Voici un projet admirable par la quantité de travail accompli par Janick Belleau. Cent poètes ont répondu à l’appel qu'elle a lancé sur « écrire » et « lire ». De tout ce qui a été soumis, un peu plus de 400 « poèmes » ont été retenus et regroupés en quatre volets: « Écrire » (86 « poèmes »), « Le quotidien entre écrire et lire » (112 « poèmes »), « Lire » (111 « poèmes ») et « Hommage à l’écriture » ( « 112 haïkus et 9 tankas »).
Je me dois de soulever deux questions face à cette publication.
D’une part, écrire sur l’écriture et la lecture. Ce n’est pas traditionnel comme ce qui s’écrit selon le « shasei » (description d'après nature ou croquis sur le vif – de Shiki Masaoka, 1867-1902) et le « kachō fūei » (« fleur »/» papillon » ou chanter la nature – de Kyoshi Takahama, 1874-1959).
D’autre part, le choix des textes pour un collectif de haïkus. Dans la préface, Janick Belleau écrit : « Vous trouverez dans cet ouvrage quatre types de poèmes inédits: des haïkus traditionnels […] des tercets […] des senryūs […] et des haïkus libres […] », ce à quoi il faut ajouter quelques tankas.
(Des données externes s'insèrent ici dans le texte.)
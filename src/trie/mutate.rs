//! Structural mutation: compressed-preserving insert and remove.
//!
//! Both operations descend with a recorded path so the subtree length
//! bounds can be recomputed bottom-up afterwards. The compression
//! invariants are restored locally: insert splits an edge at the point
//! of divergence; remove detaches an empty leaf and merges a parent
//! left with a single child.

use crate::compare::common_prefix_len;
use crate::trie::store::{NodeId, NodeStore, ROOT};

/// Insert `entry` into the compressed tree.
///
/// `path` receives every node on the root-to-insertion-point walk,
/// deepest last, including nodes created here; the caller decides
/// whether to recompute tail bounds incrementally (single `add`) or in
/// one pass at the end (bulk construction). The entry-set bookkeeping
/// is the caller's.
pub(crate) fn insert_entry(store: &mut NodeStore, entry: &[u8], path: &mut Vec<NodeId>) {
    path.clear();
    path.push(ROOT);

    let mut node = ROOT;
    let mut pos = 0;
    loop {
        if pos == entry.len() {
            store.node_mut(node).terminal = true;
            return;
        }
        let Some(child) = store.child(node, entry[pos]) else {
            // No edge starts with the next byte: the whole remaining
            // suffix becomes one new leaf edge.
            let leaf = store.alloc(&entry[pos..], true);
            store.link(node, leaf);
            path.push(leaf);
            return;
        };

        let k = common_prefix_len(store.label(child), &entry[pos..]);
        if k == store.node(child).label_len() {
            // Edge fully consumed; keep descending
            node = child;
            pos += k;
            path.push(child);
            continue;
        }

        // Divergence inside the edge: split after the shared prefix
        let mid = store.split(node, child, k);
        path.push(mid);
        if pos + k == entry.len() {
            // The entry ends exactly at the split point
            store.node_mut(mid).terminal = true;
        } else {
            let leaf = store.alloc(&entry[pos + k..], true);
            store.link(mid, leaf);
            path.push(leaf);
        }
        return;
    }
}

/// Remove `entry` from the compressed tree.
///
/// The caller has already checked membership, so the descent cannot
/// miss. No single-child non-terminal interior node and no empty
/// label survives this call; `path` receives the surviving walk for
/// tail recomputation.
pub(crate) fn remove_entry(store: &mut NodeStore, entry: &[u8], path: &mut Vec<NodeId>) {
    path.clear();
    path.push(ROOT);

    let mut node = ROOT;
    let mut pos = 0;
    while pos < entry.len() {
        let child = store
            .child(node, entry[pos])
            .expect("entry_set and tree structure out of sync");
        let len = store.node(child).label_len();
        debug_assert_eq!(common_prefix_len(store.label(child), &entry[pos..]), len);
        node = child;
        pos += len;
        path.push(child);
    }

    debug_assert!(store.node(node).terminal);
    store.node_mut(node).terminal = false;

    // Detach the node if nothing below it leads to an entry anymore
    if node != ROOT && store.node(node).children.is_empty() {
        let parent = path[path.len() - 2];
        let first = store.label(node)[0];
        store.unlink(parent, first);
        store.recycle(node);
        path.pop();
        node = parent;
    }

    // A non-terminal interior node left with one child violates the
    // compression invariant; absorb the child.
    if node != ROOT && !store.node(node).terminal && store.node(node).children.len() == 1 {
        store.merge_with_child(node);
    }

    for &id in path.iter().rev() {
        store.recompute_tail(id);
    }
}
Il y a donc cinq types de poèmes. Pourquoi inclure des « tercets » et ainsi engendrer une mécompréhension de ce qu’est le haïku. Le tercet porte à la confusion par rapport au haïku devenant une sorte de coquille vidée de son essence. Le tercet (qui est par définition une strophe non autonome de trois vers) emprunte généralement aux figures de style traditionnelles de la poésie occidentale alors que, sans artifices littéraires, le haïku doit être la perception d’un instant par les sens. Le haïkiste, pour paraphraser Corine Atlan, doit être « [a]ttentif à voir directement la réalité telle qu’elle est – et non telle que l’intellect la cartographie, la décrit ou la conçoit […] »1.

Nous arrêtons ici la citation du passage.